The American Folklife Center was created in 1976 by the U.S. Congress to "preserve and present American folklife" through programs of research, documentation, archival preservation, reference service, live performance, exhibitions, publications, and training. Its archive includes many oral history collections, selections of which are included below.
The Civil Rights History Project is a collaboration between the Library of Congress and the Smithsonian Institution's National Museum of African American History and Culture to conduct a survey of existing oral history collections with relevance to the Civil Rights movement to obtain justice, freedom and equality for African Americans and to record new interviews with people who participated in the struggle.
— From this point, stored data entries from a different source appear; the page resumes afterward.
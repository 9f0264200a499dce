//! System clock adapter

use chrono::{DateTime, Utc};
use witness_application::ports::Clock;

/// Clock backed by the system time; stamps sent/received times on responses.
#[derive(Debug, Clone, Copy, Default)]
pub struct SystemClock;

impl SystemClock {
    /// Creates a new system clock.
    #[must_use]
    pub const fn new() -> Self {
        Self
    }
}

impl Clock for SystemClock {
    fn now(&self) -> DateTime<Utc> {
        Utc::now()
    }
}
//! HTTP method enumeration

use serde::{Deserialize, Serialize};
use std::fmt;
use std::str::FromStr;

use crate::error::{DomainError, DomainResult};
use crate::response::StatusCode;

/// HTTP methods a recorded request may carry.
#[derive(Debug, Clone, Copy, PartialEq, Eq, Hash, Serialize, Deserialize, Default)]
#[serde(rename_all = "UPPERCASE")]
pub enum HttpMethod {
    /// HTTP GET method
    #[default]
    Get,
    /// HTTP POST method
    Post,
    /// HTTP PUT method
    Put,
    /// HTTP PATCH method
    Patch,
    /// HTTP DELETE method
    Delete,
    /// HTTP HEAD method
    Head,
    /// HTTP OPTIONS method
    Options,
}

impl HttpMethod {
    /// Returns whether this method typically has a request body.
    #[must_use]
    pub const fn has_body(self) -> bool {
        matches!(self, Self::Post | Self::Put | Self::Patch)
    }

    /// Returns the method as a static string.
    #[must_use]
    pub const fn as_str(self) -> &'static str {
        match self {
            Self::Get => "GET",
            Self::Post => "POST",
            Self::Put => "PUT",
            Self::Patch => "PATCH",
            Self::Delete => "DELETE",
            Self::Head => "HEAD",
            Self::Options => "OPTIONS",
        }
    }

    /// Returns the method to use when following a redirect with `status`.
    ///
    /// 303 always becomes GET (HEAD stays HEAD). 301 and 302 also become GET
    /// for anything other than GET/HEAD, matching what browsers do.
    /// 307 and 308 keep the original method.
    #[must_use]
    pub const fn after_redirect(self, status: StatusCode) -> Self {
        match (status.as_u16(), self) {
            (_, Self::Head) => Self::Head,
            (301..=303, _) => Self::Get,
            _ => self,
        }
    }
}

impl fmt::Display for HttpMethod {
    fn fmt(&self, f: &mut fmt::Formatter<'_>) -> fmt::Result {
        f.write_str(self.as_str())
    }
}

impl FromStr for HttpMethod {
    type Err = DomainError;

    fn from_str(s: &str) -> DomainResult<Self> {
        match s.to_ascii_uppercase().as_str() {
            "GET" => Ok(Self::Get),
            "POST" => Ok(Self::Post),
            "PUT" => Ok(Self::Put),
            "PATCH" => Ok(Self::Patch),
            "DELETE" => Ok(Self::Delete),
            "HEAD" => Ok(Self::Head),
            "OPTIONS" => Ok(Self::Options),
            other => Err(DomainError::UnsupportedMethod(other.to_string())),
        }
    }
}

#[cfg(test)]
#[allow(clippy::unwrap_used)]
mod tests {
    use super::*;
    use pretty_assertions::assert_eq;

    #[test]
    fn test_method_from_str() {
        assert_eq!("get".parse::<HttpMethod>().unwrap(), HttpMethod::Get);
        assert_eq!("Options".parse::<HttpMethod>().unwrap(), HttpMethod::Options);
        assert_eq!(
            "TRACE".parse::<HttpMethod>(),
            Err(DomainError::UnsupportedMethod("TRACE".to_string()))
        );
    }

    #[test]
    fn test_method_display() {
        assert_eq!(HttpMethod::Delete.to_string(), "DELETE");
    }

    #[test]
    fn test_after_redirect() {
        let see_other = StatusCode::new(303);
        let found = StatusCode::new(302);
        let temporary = StatusCode::new(307);

        assert_eq!(HttpMethod::Put.after_redirect(see_other), HttpMethod::Get);
        assert_eq!(HttpMethod::Post.after_redirect(found), HttpMethod::Get);
        assert_eq!(HttpMethod::Head.after_redirect(see_other), HttpMethod::Head);
        assert_eq!(HttpMethod::Post.after_redirect(temporary), HttpMethod::Post);
        assert_eq!(HttpMethod::Get.after_redirect(found), HttpMethod::Get);
    }
}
Civil rights activist Ruby Sales (b. 1948) describes the central role and importance of Rosa Parks and other working women for the freedom struggle in an interview conducted by Joseph Mosnier for the Civil Rights History Project in 2011.
TEXT:when we look at Rosa Parks, people often think that she was – she did that because of her civil rights and wanting to sit down on the bus. But she also did that – it was a rebellion of maids, a rebellion of working class women, who were tired of boarding the buses in Montgomery, the public space, and being assaulted and called out-of-there names and abused by white bus drivers. And that’s why that Movement could hold so long. If it had just been merely a protest about riding the bus, it might have shattered. But it went to the very heart of black womanhood, and black women played a major role in sustaining that movement. And so, that’s why I think it’s really important to see the larger context. I don’t think a civil rights movement could have lasted as long as this movement did without the cultural nuances of God, without the theology, without the intimacy, without the connections, and without the strong desire to be first-class human beings.
Journalist Moses Newson (b. 1927) remembers the terror of taking part in the first bus ride of Freedom Riders in 1961 in an interview conducted by Joseph Mosnier (b. 1962) for the Civil Rights History Project in 2011.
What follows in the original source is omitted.